The CBS Radio—Entercom merger was approved on November 9, 2017, and was consummated on November 17. Upon the change of ownership, KSFM relocated to Entercom's studio building on Madison Avenue in Sacramento.

In May 2018, Entercom replaced the KSFM staff. Michael Buhrman, former on-air personality from sister station KQKS in Denver, took over as the new PD and afternoon host, with Mia Amor from KRBQ in San Francisco working mornings, Nina Hajian voice-tracking middays from WBBM-FM in Chicago, and SOOSH*E (who was let go from KHHM after Entravision made major job cuts) taking evenings. In January 2019, KSFM boasted a 100% local on-air staff again when Bianca V moved to middays; she previously had been a part of the KSFM street team and hosting the Club 102 mix show. The station also brought in DJ Elements and DJ Oasis to mix their Club 102 mix shows, along with DJ Squintz who hosts the overnight time-slot.

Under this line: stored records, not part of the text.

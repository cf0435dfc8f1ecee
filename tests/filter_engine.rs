use std::path::PathBuf;

use receitas::filter::*;
use receitas::models::{Recipe, Unit};

fn fixture_path(name: &str) -> PathBuf {
    PathBuf::from(env!("CARGO_MANIFEST_DIR"))
        .join("tests")
        .join("fixtures")
        .join(name)
}

fn load_recipes() -> Vec<Recipe> {
    let raw = std::fs::read_to_string(fixture_path("recipes.json")).expect("Failed to read fixture");
    serde_json::from_str(&raw).expect("Failed to parse fixture")
}

fn ids(recipes: &[&Recipe]) -> Vec<String> {
    recipes.iter().map(|r| r.id.clone()).collect()
}

fn named(names: &[&str]) -> Vec<Recipe> {
    let mut recipes = load_recipes();
    recipes.truncate(names.len());
    for (recipe, name) in recipes.iter_mut().zip(names) {
        recipe.name = name.to_string();
    }
    recipes
}

#[test]
fn test_fixture_parses_sparse_recipes() {
    let recipes = load_recipes();
    assert_eq!(recipes.len(), 4);

    let salad = &recipes[3];
    assert!(salad.notes.is_empty());
    assert!(salad.restrictions.is_empty());
    assert_eq!(salad.prep_minutes(), None);
    assert_eq!(salad.created_at, None);
    assert_eq!(salad.ingredients[2].unit, Unit::Other("colher (café)".to_string()));
    assert!(salad.ingredients[2].mandatory);

    // Zero prep time counts as unset.
    assert_eq!(recipes[2].prep_minutes(), None);
}

#[test]
fn test_empty_query_keeps_everything() {
    let recipes = load_recipes();
    let out = RecipeQuery::default().apply(&recipes);
    assert_eq!(out.len(), recipes.len());
    // Default order is newest first; undated recipes sort last.
    assert_eq!(ids(&out), vec!["r3", "r1", "r2", "r4"]);
}

#[test]
fn test_result_is_subset_and_source_untouched() {
    let recipes = load_recipes();
    let before = recipes.clone();
    let query = RecipeQuery {
        ingredient: "farinha".to_string(),
        sort: SortKey::NameDesc,
        ..Default::default()
    };
    let out = query.apply(&recipes);
    assert_eq!(ids(&out), vec!["r3", "r1"]);
    assert!(out.iter().all(|r| recipes.iter().any(|s| s.id == r.id)));
    assert_eq!(recipes, before);
}

#[test]
fn test_keyword_matches_name_or_notes() {
    let recipes = load_recipes();
    let by_name = RecipeQuery {
        keyword: "BOLO".to_string(),
        ..Default::default()
    };
    assert_eq!(ids(&by_name.apply(&recipes)), vec!["r1"]);

    let by_notes = RecipeQuery {
        keyword: "couve".to_string(),
        ..Default::default()
    };
    assert_eq!(ids(&by_notes.apply(&recipes)), vec!["r3"]);
}

#[test]
fn test_buckets_exclude_unset_values() {
    let recipes = load_recipes();
    let low_cost = RecipeQuery {
        cost: Some(Bucket::Low),
        sort: SortKey::NameAsc,
        ..Default::default()
    };
    assert_eq!(ids(&low_cost.apply(&recipes)), vec!["r2", "r1"]);

    let high_calories = RecipeQuery {
        calories: Some(Bucket::High),
        ..Default::default()
    };
    assert_eq!(ids(&high_calories.apply(&recipes)), vec!["r3"]);

    let medium_calories = RecipeQuery {
        calories: Some(Bucket::Medium),
        ..Default::default()
    };
    assert_eq!(ids(&medium_calories.apply(&recipes)), vec!["r1"]);
}

#[test]
fn test_max_prep_time_excludes_unset() {
    let recipes = load_recipes();
    let query = RecipeQuery {
        max_prep_time: Some(60),
        sort: SortKey::PrepTimeAsc,
        ..Default::default()
    };
    assert_eq!(ids(&query.apply(&recipes)), vec!["r2", "r1"]);
}

#[test]
fn test_exact_portions() {
    let recipes = load_recipes();
    let query = RecipeQuery {
        portions: Some(4),
        ..Default::default()
    };
    assert_eq!(ids(&query.apply(&recipes)), vec!["r2"]);
}

#[test]
fn test_restrictions_require_every_tag() {
    let recipes = load_recipes();
    let mut query = RecipeQuery {
        sort: SortKey::NameAsc,
        ..Default::default()
    };
    query.toggle_restriction("sem glúten");
    assert_eq!(ids(&query.apply(&recipes)), vec!["r2", "r3"]);

    query.toggle_restriction("vegetariano");
    assert_eq!(ids(&query.apply(&recipes)), vec!["r2"]);
}

#[test]
fn test_name_sort_is_locale_aware() {
    let recipes = named(&["Bolo", "arroz", "Feijão"]);

    let asc = RecipeQuery {
        sort: SortKey::NameAsc,
        ..Default::default()
    };
    let names: Vec<&str> = asc.apply(&recipes).iter().map(|r| r.name.as_str()).collect();
    assert_eq!(names, vec!["arroz", "Bolo", "Feijão"]);

    let desc = RecipeQuery {
        sort: SortKey::NameDesc,
        ..Default::default()
    };
    let names: Vec<&str> = desc.apply(&recipes).iter().map(|r| r.name.as_str()).collect();
    assert_eq!(names, vec!["Feijão", "Bolo", "arroz"]);
}

#[test]
fn test_unset_values_sort_last() {
    let recipes = load_recipes();
    let by_prep = RecipeQuery {
        sort: SortKey::PrepTimeAsc,
        ..Default::default()
    };
    assert_eq!(ids(&by_prep.apply(&recipes)), vec!["r2", "r1", "r3", "r4"]);

    let by_cost = RecipeQuery {
        sort: SortKey::CostAsc,
        ..Default::default()
    };
    assert_eq!(ids(&by_cost.apply(&recipes)), vec!["r2", "r1", "r3", "r4"]);
}

#[test]
fn test_created_ascending() {
    let recipes = load_recipes();
    let query = RecipeQuery {
        sort: SortKey::CreatedAsc,
        ..Default::default()
    };
    assert_eq!(ids(&query.apply(&recipes)), vec!["r4", "r2", "r1", "r3"]);
}

#[test]
fn test_available_restrictions_dedupes_case() {
    let recipes = load_recipes();
    assert_eq!(
        available_restrictions(&recipes),
        vec!["sem glúten".to_string(), "vegano".to_string(), "vegetariano".to_string()]
    );
}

In July 2019, KSFM once again became the only rhythmic top 40 station in Sacramento following KHHM's flip to a bilingual top 40 format. Since that move, KSFM had seen a resurgence ratings wise, eventually leading sibling KUDL in the Nielsen Audio ratings to become the most-listened to top 40 station in Sacramento.

In June 2023, KSFM fired its entire on-air staff and began gradually transitioning away from their 13-year stretch of rhythmic pop and mainstream hip hop. This transition was followed up with the hire of Damien ‘D-Lo’ Barling and Kenny ‘KC’ Caraway. In August 2023, KSFM revived their 2000s era slogan, “Sacramento’s #1 for Hip-Hop and R&B”. The station has introduced more R&B into their format, cut rhythmic pop songs, inserted local artists like E-40, Too $hort, and others, and added throwbacks into their rotation with current music. As of December 2023, KSFM is the only radio station in the Sacramento market to have a heavy current Hip Hop and R&B rotation on their playlist.

==HD radio==
KSFM broadcasts in the HD Radio format with two digital subchannels:

- KSFM-HD1 is a digital simulcast of the analog signal.
- KSFM-HD2 broadcasts an urban adult contemporary format known as "The Love Train".

The HD2 subchannel was launched in 2008 with a commercial-free dance top 40 format. From August 2017 to January 2018, KSFM-HD2 featured hip hop music.